すてきな居場所ができたところだし、、、と言うと


やっと、

そう、だな・・・と笑ってくれました。


別れ方はむずかしいなぁ・・・


小さい居場所

連休前半は実家引越の後始末に行き、あれこれ動き回ってきました。

帰ってきて今日は、仏具屋さんへ。


あと1週間で散骨。パウダー状に処理するため分骨して、
とっても小さくなってしまった義兄に、ちゃんといるべき場所を作ろうと言うことになり

小さめの仏壇を購入することになったのです。

といっても、
仏壇らしく見えないのがいいということで、家人と二人で閉店セール中の仏具屋さんへ。


びっくりするほど立派なものもありましたが、小さめの素敵なものを発見。
ただ、老夫婦が正座して相対するのに、適当な高さになる台は、仏具としてはなくて

今度は家具屋さんへ。
事情を話して、買ったばかりの仏壇を運び込んで、サイズと色が合いそうなものを物色。


こころよく、協力してくださったお店には感謝です。



写真と、骨壺にした棗と、お花。
そして、葬儀屋さんが提供してくれた(というか、お値段に入っていた)大きめの仏具のかわりに
お茶道具から、適当なものを探し出して
お線香を立てたり、ろうそく立てにしたり、工夫をこらした
居場所ができました。

おりんだけが大きくて、みなで大笑い。
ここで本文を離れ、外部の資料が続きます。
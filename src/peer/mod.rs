use std::fmt;
use std::net::{Ipv4Addr, SocketAddr, SocketAddrV4};

pub mod codec;
pub mod connection;
pub mod handshake;
pub mod message;

pub use connection::{PeerConnection, PeerEvent};
pub use message::{Bitfield, BlockData, BlockRequest, Message};

const PSTR: &str = "BitTorrent protocol";
const PSTR_LEN: u8 = PSTR.len() as u8; // always 19

pub const HANDSHAKE_LEN: usize = 68;
pub const BLOCK_SIZE: u32 = 16384; // 16KB blocks

/// A peer address as handed out by trackers.
#[derive(Debug, Clone, Copy, PartialEq, Eq, Hash)]
pub struct Peer {
    pub ip_addr: Ipv4Addr,
    pub port: u16,
}

impl From<Peer> for SocketAddr {
    fn from(peer: Peer) -> Self {
        SocketAddr::V4(SocketAddrV4::new(peer.ip_addr, peer.port))
    }
}

impl fmt::Display for Peer {
    fn fmt(&self, f: &mut fmt::Formatter<'_>) -> fmt::Result {
        write!(f, "{}:{}", self.ip_addr, self.port)
    }
}

/// Lifecycle of a single peer connection.
///
/// `Disconnected` is both the initial and the terminal state; a connection
/// that has been closed is never reopened.
#[derive(Debug, Clone, Copy, PartialEq, Eq)]
pub enum ConnectionState {
    Disconnected,
    Connecting,
    HandshakePending,
    Established,
}

/// Snapshot of what the remote side has told us, published on every change.
#[derive(Debug, Clone, Copy, PartialEq, Eq)]
pub struct PeerStatus {
    pub state: ConnectionState,
    pub peer_choking: bool,
    pub peer_interested: bool,
}

impl PeerStatus {
    pub fn is_connected(&self) -> bool {
        matches!(
            self.state,
            ConnectionState::HandshakePending | ConnectionState::Established
        )
    }
}

impl Default for PeerStatus {
    fn default() -> Self {
        Self {
            state: ConnectionState::Disconnected,
            peer_choking: true,
            peer_interested: false,
        }
    }
}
さっそく先ほど2寸というのを注文したところです。


35日、49日、そういう区切りの時というのは、絶妙で
食べれない気力がないと言っていた義母が、だいぶしっかりしてきて
先日はタケノコを茹でて煮たりしていました。

義父が一方的に支える側にいましたが、ようやく義母も義父を支えなければと思えるようになってきたようです。


二組の老夫婦のありようはわたしたちにとっても
わたし個人にとっても、いろいろ考えさせられることばかりです。